═══ MATERIAL FOR THIS TASK ═══

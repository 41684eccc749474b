//! Work-reports and their on-chain bookkeeping entries.

use std::collections::BTreeSet;

use serde::{Deserialize, Serialize};

use crate::codec::{blake2b_256, Encoder};
use crate::primitives::{Hash, HexBytes, PublicKey, Signature};
use crate::{CoreIndex, EpochIndex, Gas, ServiceId, TimeSlot};

/// Work-package description carried inside a report.
#[derive(Clone, Debug, PartialEq, Eq, Serialize, Deserialize)]
pub struct PackageSpec {
    pub hash: Hash,
    #[serde(default)]
    pub length: u32,
    #[serde(default)]
    pub erasure_root: Hash,
    pub exports_root: Hash,
    #[serde(default)]
    pub exports_count: u32,
}

/// Refinement context: where the work was anchored and who guaranteed it.
#[derive(Clone, Debug, PartialEq, Eq, Serialize, Deserialize)]
pub struct RefinementContext {
    pub anchor: Hash,
    pub anchor_slot: TimeSlot,
    pub lookup_anchor: Hash,
    pub lookup_anchor_slot: TimeSlot,
    #[serde(default)]
    pub prerequisites: Vec<Hash>,
    /// Guarantor assignment for the report's epoch and the one before it.
    #[serde(default)]
    pub current_guarantors: Vec<PublicKey>,
    #[serde(default)]
    pub previous_guarantors: Vec<PublicKey>,
    #[serde(default)]
    pub current_epoch: EpochIndex,
}

/// Execution result of a single work item.
#[derive(Clone, Debug, PartialEq, Eq, Serialize, Deserialize)]
#[serde(rename_all = "lowercase")]
pub enum WorkExecResult {
    Ok(HexBytes),
    Err(String),
}

impl WorkExecResult {
    pub fn is_ok(&self) -> bool {
        matches!(self, WorkExecResult::Ok(_))
    }
}

/// Per-service result entry of a report.
#[derive(Clone, Debug, PartialEq, Eq, Serialize, Deserialize)]
pub struct WorkResult {
    pub service_id: ServiceId,
    #[serde(default)]
    pub code_hash: Hash,
    pub payload_hash: Hash,
    pub accumulate_gas: Gas,
    pub result: WorkExecResult,
}

/// Export-segment lookup entry.
#[derive(Clone, Debug, PartialEq, Eq, Serialize, Deserialize)]
pub struct SegmentRootLookup {
    pub work_package_hash: Hash,
    pub segment_tree_root: Hash,
}

/// A guaranteed work-report.
///
/// The report digest (see [`WorkReport::digest`]) is the canonical identity
/// used by the pending set, the accumulation queue, recent history and the
/// dispute ledger.
#[derive(Clone, Debug, PartialEq, Eq, Serialize, Deserialize)]
pub struct WorkReport {
    pub package_spec: PackageSpec,
    pub context: RefinementContext,
    pub core_index: CoreIndex,
    pub authorizer_hash: Hash,
    pub results: Vec<WorkResult>,
    #[serde(default)]
    pub segment_root_lookup: Vec<SegmentRootLookup>,
    pub guarantor_public_key: PublicKey,
    pub guarantor_signature: Signature,
    pub slot: TimeSlot,
}

impl WorkReport {
    /// Canonical bytes of the report content, excluding the guarantor key
    /// and signature.
    ///
    /// This is both the signable form and the digest preimage: every
    /// guarantor of the same report signs identical bytes, so signatures
    /// accrue against one digest.
    pub fn signable_bytes(&self) -> Vec<u8> {
        let mut enc = Encoder::with_capacity(256);
        enc.fixed(self.package_spec.hash)
            .u32(self.package_spec.length)
            .fixed(self.package_spec.erasure_root)
            .fixed(self.package_spec.exports_root)
            .u32(self.package_spec.exports_count);
        enc.fixed(self.context.anchor)
            .u32(self.context.anchor_slot)
            .fixed(self.context.lookup_anchor)
            .u32(self.context.lookup_anchor_slot)
            .seq(&self.context.prerequisites, |e, h| {
                e.fixed(h);
            })
            .seq(&self.context.current_guarantors, |e, k| {
                e.fixed(k);
            })
            .seq(&self.context.previous_guarantors, |e, k| {
                e.fixed(k);
            })
            .u32(self.context.current_epoch);
        enc.u16(self.core_index).fixed(self.authorizer_hash);
        enc.seq(&self.results, |e, r| {
            e.u32(r.service_id)
                .fixed(r.code_hash)
                .fixed(r.payload_hash)
                .u64(r.accumulate_gas);
            match &r.result {
                WorkExecResult::Ok(out) => {
                    e.u8(0).bytes(out);
                }
                WorkExecResult::Err(reason) => {
                    e.u8(1).bytes(reason.as_bytes());
                }
            }
        });
        enc.seq(&self.segment_root_lookup, |e, s| {
            e.fixed(s.work_package_hash).fixed(s.segment_tree_root);
        });
        enc.u32(self.slot);
        enc.finish()
    }

    /// Report digest: the canonical id in rho/omega/xi/psi.
    pub fn digest(&self) -> Hash {
        blake2b_256(self.signable_bytes())
    }

    /// Digests this report depends on: context prerequisites plus
    /// segment-root lookups.
    pub fn dependencies(&self) -> impl Iterator<Item = &Hash> {
        self.context
            .prerequisites
            .iter()
            .chain(self.segment_root_lookup.iter().map(|s| &s.work_package_hash))
    }

    /// Total gas consumed across result items.
    pub fn gas_used(&self) -> Gas {
        self.results.iter().map(|r| r.accumulate_gas).sum()
    }
}

/// Entry in the pending set (rho): a report collecting guarantor signatures.
#[derive(Clone, Debug, PartialEq, Eq, Serialize, Deserialize)]
pub struct PendingReport {
    pub report: WorkReport,
    pub received_signatures: BTreeSet<PublicKey>,
    pub submission_slot: TimeSlot,
}

/// Status of an accumulation-queue entry.
#[derive(Clone, Copy, Debug, PartialEq, Eq, Serialize, Deserialize)]
#[serde(rename_all = "snake_case")]
pub enum QueueStatus {
    Pending,
    Ready,
    Processing,
}

/// Entry in the accumulation queue (omega).
#[derive(Clone, Debug, PartialEq, Eq, Serialize, Deserialize)]
pub struct QueueEntry {
    pub report: WorkReport,
    pub status: QueueStatus,
}

/// Per-core availability slot: a report awaiting assurances, or nothing.
#[derive(Clone, Debug, PartialEq, Eq, Serialize, Deserialize)]
pub struct AvailAssignment {
    pub report: WorkReport,
    pub timeout: TimeSlot,
}

/// Work-package summary recorded in a history (beta) entry.
#[derive(Clone, Debug, PartialEq, Eq, Serialize, Deserialize)]
pub struct ReportedPackage {
    pub hash: Hash,
    pub exports_root: Hash,
}


#[cfg(test)]
mod tests {
    use super::test_fixtures::report;
    use super::*;

    #[test]
    fn digest_ignores_guarantor_identity() {
        let mut a = report(0, 1);
        let d1 = a.digest();
        a.guarantor_signature = Signature::from_bytes([0xee; 64]);
        a.guarantor_public_key = PublicKey::from_bytes([0xdd; 32]);
        assert_eq!(a.digest(), d1);
    }

    #[test]
    fn digest_distinguishes_reports() {
        assert_ne!(report(0, 1).digest(), report(0, 2).digest());
        assert_ne!(report(0, 1).digest(), report(1, 1).digest());
    }

    #[test]
    fn dependencies_include_segment_lookups() {
        let mut r = report(0, 1);
        r.context.prerequisites = vec![Hash::from_bytes([5; 32])];
        r.segment_root_lookup = vec![SegmentRootLookup {
            work_package_hash: Hash::from_bytes([6; 32]),
            segment_tree_root: Hash::zero(),
        }];
        let deps: Vec<_> = r.dependencies().copied().collect();
        assert_eq!(deps, vec![Hash::from_bytes([5; 32]), Hash::from_bytes([6; 32])]);
    }

    #[test]
    fn wire_round_trip() {
        let r = report(3, 7);
        let json = serde_json::to_string(&r).unwrap();
        let back: WorkReport = serde_json::from_str(&json).unwrap();
        assert_eq!(back, r);
        assert_eq!(back.digest(), r.digest());
    }
}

═══

WHAT YOU HAVE TO DO: Identify the lines of the data that contain the word "Encoder". Copy each of them.

RESPONSE BOX:
use crate::codec::{blake2b_256, Encoder};
        let mut enc = Encoder::with_capacity(256);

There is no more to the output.